Here Gabriela Stiteler reflects on the conversation with her Abuelita that helped inspired “A Well-Worn Path,” her latest story for EQMM in our July/August issue, on sale now!

“A Well-Worn Path” came to me after a conversation with my Abuelita, who, thanks to a
long-ago investment in an insurance policy, had the help of comfort care companions twice a
week. Until very recently, she lived independently with the support of family and a dedicated
cohort of helpers driving her around, chatting with her, and doing light cleaning.
During a visit in 2024, my sons and I were staying with her in her Squirrel Hill
apartment. The four of us walked to the Manor Theater to see Jurassic Park, took the city bus to the Carnegie Museum of Natural History, and ate noodles and dumplings from the place across the street while Abuelita told us about the dog parade she and her comfort care companion had attended.
That night, after a game of Parcheesi and one of those delightful William Powell Philo
Vance movies, I couldn’t stop thinking about that dog parade and Abuelita and her companions.
The seed was planted.
But it needed a little time and space to germinate.
Because of my background in human development and education, I’m always thinking
about why people do what they do and what they need to thrive. Self-Determination Theory boils it down to three essential “nutrients”: autonomy, competence, and relatedness.
By the fall of 2024, I was still thinking about the comfort care companion, the dog
parade, and how important and hard both independence and interdependence are as people age. In Maine, where I live, these caregivers are vital to individuals, families, and our society. In my community, many of these caregiving roles are filled by immigrants, refugees, and asylum seekers.
The story developed from there.
I wrote and submitted “A Well-Worn Path” in December of 2024.
A lot has happened since then.
My Abuelita fell, broke her leg, and has moved to live with my aunt in Mexico, where the cost of care is less and the winters are a little more forgiving. In January, I sat in a committee
meeting where a woman I admire—a parent, refugee, and beloved member of a tight-knit Maine community—disclosed that she did not feel safe leaving her home. She worried for her two grown sons. Her sixth-grade daughter didn’t want to go to school because she was scared. Her husband, a Mainer by birth and veteran, shared his frustration about perceptions of his wife, about feeling helpless to change things. A long-time member of our community was picked up and taken away while her children watched. My children came home from school asking where their friends were. My fourth-grade son asked to stop and buy sports cards from Don’s to put in with the schoolwork folders because he wanted his friends to know he was thinking of them.

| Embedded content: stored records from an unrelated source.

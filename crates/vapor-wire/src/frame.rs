//! Frame encoding, decoding and multi unwrapping

use std::io::Read;

use bytes::{Buf, BufMut, Bytes, BytesMut};
use flate2::read::GzDecoder;
use prost::Message;
use tracing::trace;

use crate::error::{Error, Result};
use crate::kind::MsgKind;
use crate::proto::header::{FrameHeader, Multi};

/// High bit of the kind word, set on every protobuf-encoded frame.
pub const PROTO_FLAG: u32 = 0x8000_0000;

/// Fixed prefix: kind word plus header length, both little-endian.
const PREFIX_LEN: usize = 8;

/// One decoded wire frame
#[derive(Debug, Clone, PartialEq)]
pub struct Frame {
    pub kind: MsgKind,
    pub header: FrameHeader,
    pub body: Bytes,
}

/// Encodes a frame: prefix, serialized header, body.
pub fn encode(kind: MsgKind, header: &FrameHeader, body: &[u8]) -> Bytes {
    let header_bytes = header.encode_to_vec();
    let mut out = BytesMut::with_capacity(PREFIX_LEN + header_bytes.len() + body.len());
    out.put_u32_le(kind.as_raw() | PROTO_FLAG);
    out.put_u32_le(header_bytes.len() as u32);
    out.put_slice(&header_bytes);
    out.put_slice(body);
    out.freeze()
}

/// Decodes a frame from raw transport bytes.
///
/// Frames shorter than the prefix and frames without the protobuf flag
/// are reported as errors the caller is expected to log and drop; they
/// never tear the connection down.
pub fn decode(raw: &[u8]) -> Result<Frame> {
    if raw.len() < PREFIX_LEN {
        return Err(Error::Truncated { len: raw.len() });
    }
    let mut prefix = &raw[..PREFIX_LEN];
    let tagged = prefix.get_u32_le();
    if tagged & PROTO_FLAG == 0 {
        return Err(Error::NotProtobuf { raw: tagged });
    }
    let kind = MsgKind::from_raw(tagged & !PROTO_FLAG);
    let header_len = prefix.get_u32_le() as usize;
    let body_start = PREFIX_LEN
        .checked_add(header_len)
        .ok_or(Error::Truncated { len: raw.len() })?;
    if raw.len() < body_start {
        return Err(Error::Truncated { len: raw.len() });
    }
    let header = FrameHeader::decode(&raw[PREFIX_LEN..body_start])?;
    trace!(%kind, body_len = raw.len() - body_start, "decoded frame");
    Ok(Frame {
        kind,
        header,
        body: Bytes::copy_from_slice(&raw[body_start..]),
    })
}

/// Unwraps a multi body into its nested frame buffers, in order.
///
/// A nonzero `size_unzipped` means the payload is gzip-compressed and
/// must inflate to exactly that many bytes.
pub fn unwrap_multi(body: &[u8]) -> Result<Vec<Bytes>> {
    let multi = Multi::decode(body)?;
    let packed = multi.message_body.unwrap_or_default();
    let payload = match multi.size_unzipped {
        Some(expected) if expected > 0 => {
            let mut inflated = Vec::with_capacity(expected as usize);
            GzDecoder::new(packed.as_slice()).read_to_end(&mut inflated)?;
            if inflated.len() != expected as usize {
                return Err(Error::SizeMismatch {
                    expected: expected as usize,
                    actual: inflated.len(),
                });
            }
            Bytes::from(inflated)
        }
        _ => Bytes::from(packed),
    };

    let mut rest = payload;
    let mut frames = Vec::new();
    while rest.remaining() >= 4 {
        let len = rest.get_u32_le() as usize;
        if rest.remaining() < len {
            return Err(Error::Truncated {
                len: rest.remaining(),
            });
        }
        frames.push(rest.copy_to_bytes(len));
    }
    Ok(frames)
}

#[cfg(test)]
mod tests {
    use std::io::Write;

    use flate2::Compression;
    use flate2::write::GzEncoder;
    use pretty_assertions::assert_eq;
    use proptest::prelude::*;

    use super::*;

    fn sample_header() -> FrameHeader {
        FrameHeader {
            steam_id: Some(76561198000000000),
            session_id: Some(7),
            source_job_id: Some(3),
            ..Default::default()
        }
    }

    #[test]
    fn test_encode_decode_round_trip() {
        let header = sample_header();
        let raw = encode(MsgKind::ClientHello, &header, b"payload");
        let frame = decode(&raw).unwrap();
        assert_eq!(frame.kind, MsgKind::ClientHello);
        assert_eq!(frame.header, header);
        assert_eq!(frame.body.as_ref(), b"payload");
    }

    #[test]
    fn test_decode_rejects_short_frame() {
        let err = decode(&[0x01, 0x02, 0x03]).unwrap_err();
        assert!(matches!(err, Error::Truncated { len: 3 }));
    }

    #[test]
    fn test_decode_rejects_non_proto() {
        let mut raw = BytesMut::new();
        raw.put_u32_le(703);
        raw.put_u32_le(0);
        let err = decode(&raw).unwrap_err();
        assert!(matches!(err, Error::NotProtobuf { raw: 703 }));
    }

    #[test]
    fn test_decode_rejects_header_overrun() {
        let mut raw = BytesMut::new();
        raw.put_u32_le(703 | PROTO_FLAG);
        raw.put_u32_le(100);
        raw.put_slice(&[0u8; 4]);
        assert!(matches!(
            decode(&raw).unwrap_err(),
            Error::Truncated { .. }
        ));
    }

    fn pack_entries(entries: &[Bytes]) -> Vec<u8> {
        let mut packed = Vec::new();
        for entry in entries {
            packed.extend_from_slice(&(entry.len() as u32).to_le_bytes());
            packed.extend_from_slice(entry);
        }
        packed
    }

    #[test]
    fn test_unwrap_multi_preserves_order() {
        let first = encode(MsgKind::ClientHeartBeat, &FrameHeader::default(), b"a");
        let second = encode(MsgKind::ClientLogOff, &FrameHeader::default(), b"bb");
        let envelope = Multi {
            size_unzipped: None,
            message_body: Some(pack_entries(&[first.clone(), second.clone()])),
        };
        let frames = unwrap_multi(&envelope.encode_to_vec()).unwrap();
        assert_eq!(frames, vec![first, second]);
    }

    #[test]
    fn test_unwrap_multi_gzip() {
        let inner = encode(MsgKind::ClientHeartBeat, &FrameHeader::default(), b"x");
        let packed = pack_entries(std::slice::from_ref(&inner));
        let mut encoder = GzEncoder::new(Vec::new(), Compression::default());
        encoder.write_all(&packed).unwrap();
        let envelope = Multi {
            size_unzipped: Some(packed.len() as u32),
            message_body: Some(encoder.finish().unwrap()),
        };
        let frames = unwrap_multi(&envelope.encode_to_vec()).unwrap();
        assert_eq!(frames, vec![inner]);
    }

    #[test]
    fn test_unwrap_multi_size_mismatch() {
        let packed = pack_entries(&[Bytes::from_static(b"abcd")]);
        let mut encoder = GzEncoder::new(Vec::new(), Compression::default());
        encoder.write_all(&packed).unwrap();
        let envelope = Multi {
            size_unzipped: Some(packed.len() as u32 + 1),
            message_body: Some(encoder.finish().unwrap()),
        };
        assert!(matches!(
            unwrap_multi(&envelope.encode_to_vec()).unwrap_err(),
            Error::SizeMismatch { .. }
        ));
    }

    #[test]
    fn test_unwrap_multi_truncated_entry() {
        let mut packed = Vec::new();
        packed.extend_from_slice(&10u32.to_le_bytes());
        packed.extend_from_slice(b"abc");
        let envelope = Multi {
            size_unzipped: None,
            message_body: Some(packed),
        };
        assert!(matches!(
            unwrap_multi(&envelope.encode_to_vec()).unwrap_err(),
            Error::Truncated { .. }
        ));
    }

    proptest! {
        #[test]
        fn prop_round_trip(
            raw_kind in 1u32..0x7fff_ffff,
            steam_id in proptest::option::of(any::<u64>()),
            session_id in proptest::option::of(any::<i32>()),
            target_job_id in proptest::option::of(any::<u64>()),
            body in proptest::collection::vec(any::<u8>(), 0..256),
        ) {
            let header = FrameHeader {
                steam_id,
                session_id,
                target_job_id,
                ..Default::default()
            };
            let kind = MsgKind::from_raw(raw_kind);
            let frame = decode(&encode(kind, &header, &body)).unwrap();
            prop_assert_eq!(frame.kind, kind);
            prop_assert_eq!(frame.header, header);
            prop_assert_eq!(frame.body.as_ref(), body.as_slice());
        }
    }
}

I’m anticipating a lot will continue to happen until the storm passes. Until the ship rights
itself.
When I read the story now, the seed is the same. My Abuelita and her companion and that dog parade. But the branches have grown in ways I hadn’t fully anticipated. Empty desks and baseball cards.
I think the ending stands, but it sits a little heavier on the chest.
Gabriela Stiteler is a writer and educator based in Portland, Maine. Her short fiction has appeared in Ellery Queen’s Mystery Magazine, Alfred Hitchcock’s Mystery Magazine, and elsewhere. Her debut story, “Two Hours West of Nothing,” was a finalist for the Robert L. Fish Award and was short-listed for The Best American Mystery and Suspense of 2024. She is a 2025 Maine Writers and Publishers Alliance Bodwell Award recipient and received Ellery Queen Readers’ Choice recognition for her 2025 story “The Usual Reasons.” Her story “Beautiful, Dangerous Things” will appear in Best American Mystery and Suspense 2026.